## Data section
use thiserror::Error;

/// Structured error context for better error handling and debugging.
#[derive(Debug, Clone, PartialEq, Eq)]
pub struct ErrorContext {
    /// Field path that caused the error (e.g., "messages[1].role", "body.is_truncated")
    pub field_path: Option<String>,
    /// Additional context about the error (e.g., expected type, actual value)
    pub details: Option<String>,
    /// Source of the error (e.g., "response_envelope", "continuation")
    pub source: Option<String>,
}

impl ErrorContext {
    pub fn new() -> Self {
        Self {
            field_path: None,
            details: None,
            source: None,
        }
    }

    pub fn with_field_path(mut self, path: impl Into<String>) -> Self {
        self.field_path = Some(path.into());
        self
    }

    pub fn with_details(mut self, details: impl Into<String>) -> Self {
        self.details = Some(details.into());
        self
    }

    pub fn with_source(mut self, source: impl Into<String>) -> Self {
        self.source = Some(source.into());
        self
    }
}

impl Default for ErrorContext {
    fn default() -> Self {
        Self::new()
    }
}

/// Unified error type for the chat client.
///
/// Transport, HTTP and API errors originate in the request executor and reach the
/// caller untranslated. The remaining variants are raised by this crate itself.
#[derive(Debug, Error)]
pub enum Error {
    #[error("Network transport error: {0}")]
    Transport(#[from] reqwest::Error),

    #[error("Request failed with HTTP status {status}: {message}")]
    Request {
        status: u16,
        /// `X-Bce-Error-Code` response header, when present
        bce_code: Option<String>,
        message: String,
    },

    #[error("API error {code}: {message}")]
    Api { code: i64, message: String },

    #[error("Malformed response: {message}{}", format_context(.context))]
    MalformedResponse {
        message: String,
        context: ErrorContext,
    },

    #[error("Executor contract violated: {message}{}", format_context(.context))]
    ContractViolation {
        message: String,
        context: ErrorContext,
    },

    #[error("Reply still truncated after {rounds} continuation rounds")]
    ContinuationLimitExceeded { rounds: u32 },

    #[error("Validation error: {message}{}", format_context(.context))]
    Validation {
        message: String,
        context: ErrorContext,
    },

    #[error("Serialization error: {0}")]
    Serialization(#[from] serde_json::Error),

    #[error("Runtime error: {message}{}", format_context(.context))]
    Runtime {
        message: String,
        context: ErrorContext,
    },
}

// Helper function to format error context for display
fn format_context(ctx: &ErrorContext) -> String {
    let mut parts = Vec::new();
    if let Some(ref field) = ctx.field_path {
        parts.push(format!("field: {}", field));
    }
    if let Some(ref details) = ctx.details {
        parts.push(format!("details: {}", details));
    }
    if let Some(ref source) = ctx.source {
        parts.push(format!("source: {}", source));
    }
    if parts.is_empty() {
        String::new()
    } else {
        format!(" ({})", parts.join(", "))
    }
}

impl Error {
    pub fn malformed_with_context(msg: impl Into<String>, context: ErrorContext) -> Self {
        Error::MalformedResponse {
            message: msg.into(),
            context,
        }
    }

    pub fn contract_with_context(msg: impl Into<String>, context: ErrorContext) -> Self {
        Error::ContractViolation {
            message: msg.into(),
            context,
        }
    }

    pub fn validation_with_context(msg: impl Into<String>, context: ErrorContext) -> Self {
        Error::Validation {
            message: msg.into(),
            context,
        }
    }

    pub fn runtime_with_context(msg: impl Into<String>, context: ErrorContext) -> Self {
        Error::Runtime {
            message: msg.into(),
            context,
        }
    }

    /// Extract error context if available
    pub fn context(&self) -> Option<&ErrorContext> {
        match self {
            Error::MalformedResponse { context, .. }
            | Error::ContractViolation { context, .. }
            | Error::Validation { context, .. }
            | Error::Runtime { context, .. } => Some(context),
            _ => None,
        }
    }

    /// API error code reported in the response body, if this is an API error.
    pub fn api_code(&self) -> Option<i64> {
        match self {
            Error::Api { code, .. } => Some(*code),
            _ => None,
        }
    }
}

## Task description
Give only the lines from the one holding "pub fn context(&self)" through the one holding "an API error.", each restated exactly as it appears above.

## Output of the exercise
    pub fn context(&self) -> Option<&ErrorContext> {
        match self {
            Error::MalformedResponse { context, .. }
            | Error::ContractViolation { context, .. }
            | Error::Validation { context, .. }
            | Error::Runtime { context, .. } => Some(context),
            _ => None,
        }
    }

    /// API error code reported in the response body, if this is an API error.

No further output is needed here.